- Work order -
Retype, word for word, every line of the records below starting at the one that contains "let mut reset = 0;" and ending at the one that contains "let lost = store"; include both of those lines and nothing more.

- Study material -
[Start of Attachment]

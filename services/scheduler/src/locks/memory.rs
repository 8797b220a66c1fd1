//! In-memory lock store for tests and single-node development runs.

use std::collections::BTreeMap;
use std::sync::atomic::{AtomicBool, Ordering};
use std::sync::Mutex;

use async_trait::async_trait;
use chrono::{DateTime, Utc};

use super::{LockError, LockRecord, LockStore};
use crate::db::DbError;

/// Lock table held in a mutex-guarded map.
///
/// Each method takes the mutex once, so every conditional write is atomic
/// in the same way a single-row `UPDATE` is.
#[derive(Debug, Default)]
pub struct MemoryLockStore {
    records: Mutex<BTreeMap<String, LockRecord>>,
    unavailable: AtomicBool,
}

impl MemoryLockStore {
    pub fn new() -> Self {
        Self::default()
    }

    /// Makes every call fail as if the database were unreachable.
    pub fn set_unavailable(&self, unavailable: bool) {
        self.unavailable.store(unavailable, Ordering::SeqCst);
    }

    fn check_available(&self) -> Result<(), LockError> {
        if self.unavailable.load(Ordering::SeqCst) {
            return Err(DbError::Unavailable("memory lock store offline".to_string()).into());
        }
        Ok(())
    }

    fn records(&self) -> std::sync::MutexGuard<'_, BTreeMap<String, LockRecord>> {
        self.records.lock().unwrap_or_else(|e| e.into_inner())
    }
}

#[async_trait]
impl LockStore for MemoryLockStore {
    async fn ensure(&self, name: &str) -> Result<(), LockError> {
        self.check_available()?;
        self.records()
            .entry(name.to_string())
            .or_insert_with(|| LockRecord::unlocked(name));
        Ok(())
    }

    async fn get(&self, name: &str) -> Result<Option<LockRecord>, LockError> {
        self.check_available()?;
        Ok(self.records().get(name).cloned())
    }

    async fn compare_and_acquire(
        &self,
        name: &str,
        expected_version: i64,
        holder: &str,
        now: DateTime<Utc>,
        expires_at: DateTime<Utc>,
    ) -> Result<bool, LockError> {
        self.check_available()?;
        let mut records = self.records();
        let Some(record) = records.get_mut(name) else {
            return Ok(false);
        };
        if record.version != expected_version {
            return Ok(false);
        }
        record.is_locked = true;
        record.locked_by = Some(holder.to_string());
        record.locked_at = Some(now);
        record.expires_at = Some(expires_at);
        record.version += 1;
        Ok(true)
    }

    async fn release_owned(
        &self,
        name: &str,
        holder: &str,
        now: DateTime<Utc>,
        result: &str,
    ) -> Result<bool, LockError> {
        self.check_available()?;
        let mut records = self.records();
        let Some(record) = records.get_mut(name) else {
            return Ok(false);
        };
        if !record.is_locked || record.locked_by.as_deref() != Some(holder) {
            return Ok(false);
        }
        record.is_locked = false;
        record.locked_by = None;
        record.locked_at = None;
        record.expires_at = None;
        record.version += 1;
        record.last_run_at = Some(now);
        record.last_run_result = Some(result.to_string());
        Ok(true)
    }

    async fn extend_owned(
        &self,
        name: &str,
        holder: &str,
        expires_at: DateTime<Utc>,
    ) -> Result<bool, LockError> {
        self.check_available()?;
        let mut records = self.records();
        let Some(record) = records.get_mut(name) else {
            return Ok(false);
        };
        if !record.is_locked || record.locked_by.as_deref() != Some(holder) {
            return Ok(false);
        }
        record.expires_at = Some(expires_at);
        record.version += 1;
        Ok(true)
    }

    async fn reset_expired(&self, now: DateTime<Utc>, result: &str) -> Result<u64, LockError> {
        self.check_available()?;
        let mut reset = 0;
        for record in self.records().values_mut() {
            let expired = record.is_locked && record.expires_at.is_some_and(|e| e < now);
            if expired {
                record.is_locked = false;
                record.locked_by = None;
                record.locked_at = None;
                record.expires_at = None;
                record.version += 1;
                record.last_run_result = Some(result.to_string());
                reset += 1;
            }
        }
        Ok(reset)
    }

    async fn list(&self) -> Result<Vec<LockRecord>, LockError> {
        self.check_available()?;
        Ok(self.records().values().cloned().collect())
    }
}

#[cfg(test)]
mod tests {
    use super::*;
    use chrono::{Duration, TimeZone};

    fn t0() -> DateTime<Utc> {
        Utc.with_ymd_and_hms(2026, 10, 19, 10, 0, 0).unwrap()
    }

    #[tokio::test]
    async fn test_stale_version_loses() {
        let store = MemoryLockStore::new();
        store.ensure("rotation").await.unwrap();

        let won = store
            .compare_and_acquire("rotation", 0, "a:1", t0(), t0() + Duration::seconds(60))
            .await
            .unwrap();
        let lost = store
            .compare_and_acquire("rotation", 0, "b:2", t0(), t0() + Duration::seconds(60))
            .await
            .unwrap();

        assert!(won);
        assert!(!lost);
        let record = store.get("rotation").await.unwrap().unwrap();
        assert_eq!(record.locked_by.as_deref(), Some("a:1"));
        assert_eq!(record.version, 1);
    }

    #[tokio::test]
    async fn test_ensure_keeps_existing_record() {
        let store = MemoryLockStore::new();
        store.ensure("rotation").await.unwrap();
        store
            .compare_and_acquire("rotation", 0, "a:1", t0(), t0() + Duration::seconds(60))
            .await
            .unwrap();
        store.ensure("rotation").await.unwrap();

        let record = store.get("rotation").await.unwrap().unwrap();
        assert!(record.is_locked);
    }

    #[tokio::test]
    async fn test_release_requires_owner() {
        let store = MemoryLockStore::new();
        store.ensure("top_up").await.unwrap();
        store
            .compare_and_acquire("top_up", 0, "a:1", t0(), t0() + Duration::seconds(60))
            .await
            .unwrap();

        assert!(!store.release_owned("top_up", "b:2", t0(), "success").await.unwrap());
        assert!(store.release_owned("top_up", "a:1", t0(), "success").await.unwrap());

        let record = store.get("top_up").await.unwrap().unwrap();
        assert!(!record.is_locked);
        assert_eq!(record.last_run_result.as_deref(), Some("success"));
        assert_eq!(record.last_run_at, Some(t0()));
    }

    #[tokio::test]
    async fn test_unavailable_store_errors() {
        let store = MemoryLockStore::new();
        store.set_unavailable(true);
        assert!(store.ensure("rotation").await.is_err());
    }
}
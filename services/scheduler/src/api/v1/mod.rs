//! API v1 routes.

mod admin;

use axum::Router;

use crate::state::AppState;

/// Create API v1 routes.
pub fn routes() -> Router<AppState> {
    Router::new().nest("/admin", admin::routes())
}
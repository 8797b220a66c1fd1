//! tempo scheduler library.
//!
//! This crate primarily ships a `tempo-scheduler` binary, but we expose the
//! library surface so integration tests can wire the engine against
//! in-memory storage and a manual clock.

pub mod api;
pub mod clock;
pub mod collaborators;
pub mod config;
pub mod db;
pub mod jobs;
pub mod locks;
pub mod polls;
pub mod rotation;
pub mod state;
//! Job firing rules.

use std::str::FromStr;
use std::time::Duration;

use chrono::{DateTime, Utc};
use cron::Schedule;
use thiserror::Error;

#[derive(Debug, Error)]
pub enum TriggerError {
    #[error("invalid cron expression '{expression}': {message}")]
    InvalidCron { expression: String, message: String },

    #[error("interval must be positive")]
    ZeroInterval,
}

/// When a job fires next.
#[derive(Debug, Clone)]
pub enum Trigger {
    /// Six-field cron expression (with seconds), evaluated in UTC.
    Cron(Box<Schedule>),
    /// Fixed spacing measured from the end of the previous run.
    Interval(Duration),
}

impl Trigger {
    pub fn cron(expression: &str) -> Result<Self, TriggerError> {
        Schedule::from_str(expression)
            .map(|schedule| Trigger::Cron(Box::new(schedule)))
            .map_err(|e| TriggerError::InvalidCron {
                expression: expression.to_string(),
                message: e.to_string(),
            })
    }

    pub fn every(interval: Duration) -> Result<Self, TriggerError> {
        if interval.is_zero() {
            return Err(TriggerError::ZeroInterval);
        }
        Ok(Trigger::Interval(interval))
    }

    /// The first firing strictly after `now`. `None` if a cron schedule has
    /// no future occurrence.
    pub fn next_after(&self, now: DateTime<Utc>) -> Option<DateTime<Utc>> {
        match self {
            Trigger::Cron(schedule) => schedule.after(&now).next(),
            Trigger::Interval(interval) => {
                chrono::Duration::from_std(*interval)
                    .ok()
                    .and_then(|d| now.checked_add_signed(d))
            }
        }
    }

    /// How long to sleep from `now` until the next firing.
    pub fn delay_after(&self, now: DateTime<Utc>) -> Option<Duration> {
        self.next_after(now)
            .map(|next| (next - now).to_std().unwrap_or(Duration::ZERO))
    }
}

impl std::fmt::Display for Trigger {
    fn fmt(&self, f: &mut std::fmt::Formatter<'_>) -> std::fmt::Result {
        match self {
            Trigger::Cron(schedule) => write!(f, "cron({schedule})"),
            Trigger::Interval(interval) => write!(f, "every {}s", interval.as_secs()),
        }
    }
}
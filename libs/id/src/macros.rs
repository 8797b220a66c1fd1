//! The `define_id!` macro.

/// Declares a ULID-backed identifier type rendered as `{prefix}_{ulid}`.
///
/// ```ignore
/// define_id!(PollId, "poll");
///
/// let id = PollId::new();
/// let same: PollId = id.to_string().parse()?;
/// ```
#[macro_export]
macro_rules! define_id {
    ($name:ident, $prefix:literal) => {
        #[derive(Debug, Clone, Copy, PartialEq, Eq, PartialOrd, Ord, Hash)]
        pub struct $name($crate::Ulid);

        impl $name {
            /// Prefix written before the ULID.
            pub const PREFIX: &'static str = $prefix;

            /// Mints a fresh id.
            #[must_use]
            pub fn new() -> Self {
                Self($crate::Ulid::new())
            }

            #[must_use]
            pub const fn from_ulid(ulid: $crate::Ulid) -> Self {
                Self(ulid)
            }

            #[must_use]
            pub const fn ulid(&self) -> $crate::Ulid {
                self.0
            }

            /// Wall-clock time encoded in the ULID.
            #[must_use]
            pub fn minted_at(&self) -> $crate::__private::chrono::DateTime<$crate::__private::chrono::Utc> {
                let millis = i64::try_from(self.0.timestamp_ms()).unwrap_or(i64::MAX);
                $crate::__private::chrono::DateTime::from_timestamp_millis(millis).unwrap_or_default()
            }

            /// Parses `{prefix}_{ulid}`, rejecting ids of any other type.
            pub fn parse(s: &str) -> Result<Self, $crate::IdError> {
                if s.is_empty() {
                    return Err($crate::IdError::Empty);
                }

                let (prefix, raw) = s
                    .split_once('_')
                    .ok_or($crate::IdError::MissingSeparator)?;

                if prefix != Self::PREFIX {
                    return Err($crate::IdError::InvalidPrefix {
                        expected: Self::PREFIX,
                        actual: prefix.to_string(),
                    });
                }

                raw.parse::<$crate::Ulid>()
                    .map(Self)
                    .map_err(|e| $crate::IdError::InvalidUlid(e.to_string()))
            }
        }

        impl Default for $name {
            fn default() -> Self {
                Self::new()
            }
        }

        impl std::fmt::Display for $name {
            fn fmt(&self, f: &mut std::fmt::Formatter<'_>) -> std::fmt::Result {
                write!(f, "{}_{}", Self::PREFIX, self.0)
            }
        }

        impl std::str::FromStr for $name {
            type Err = $crate::IdError;

            fn from_str(s: &str) -> Result<Self, Self::Err> {
                Self::parse(s)
            }
        }

        impl TryFrom<String> for $name {
            type Error = $crate::IdError;

            fn try_from(value: String) -> Result<Self, Self::Error> {
                Self::parse(&value)
            }
        }

        impl From<$name> for String {
            fn from(id: $name) -> Self {
                id.to_string()
            }
        }

        impl $crate::__private::serde::Serialize for $name {
            fn serialize<S>(&self, serializer: S) -> Result<S::Ok, S::Error>
            where
                S: $crate::__private::serde::Serializer,
            {
                serializer.collect_str(self)
            }
        }

        impl<'de> $crate::__private::serde::Deserialize<'de> for $name {
            fn deserialize<D>(deserializer: D) -> Result<Self, D::Error>
            where
                D: $crate::__private::serde::Deserializer<'de>,
            {
                let s = <String as $crate::__private::serde::Deserialize>::deserialize(deserializer)?;
                Self::parse(&s).map_err(<D::Error as $crate::__private::serde::de::Error>::custom)
            }
        }
    };
}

[End of Attachment]

- Completed exercise -
        let mut reset = 0;
        for record in self.records().values_mut() {
            let expired = record.is_locked && record.expires_at.is_some_and(|e| e < now);
            if expired {
                record.is_locked = false;
                record.locked_by = None;
                record.locked_at = None;
                record.expires_at = None;
                record.version += 1;
                record.last_run_result = Some(result.to_string());
                reset += 1;
            }
        }
        Ok(reset)
    }

    async fn list(&self) -> Result<Vec<LockRecord>, LockError> {
        self.check_available()?;
        Ok(self.records().values().cloned().collect())
    }
}

#[cfg(test)]
mod tests {
    use super::*;
    use chrono::{Duration, TimeZone};

    fn t0() -> DateTime<Utc> {
        Utc.with_ymd_and_hms(2026, 10, 19, 10, 0, 0).unwrap()
    }

    #[tokio::test]
    async fn test_stale_version_loses() {
        let store = MemoryLockStore::new();
        store.ensure("rotation").await.unwrap();

        let won = store
            .compare_and_acquire("rotation", 0, "a:1", t0(), t0() + Duration::seconds(60))
            .await
            .unwrap();
        let lost = store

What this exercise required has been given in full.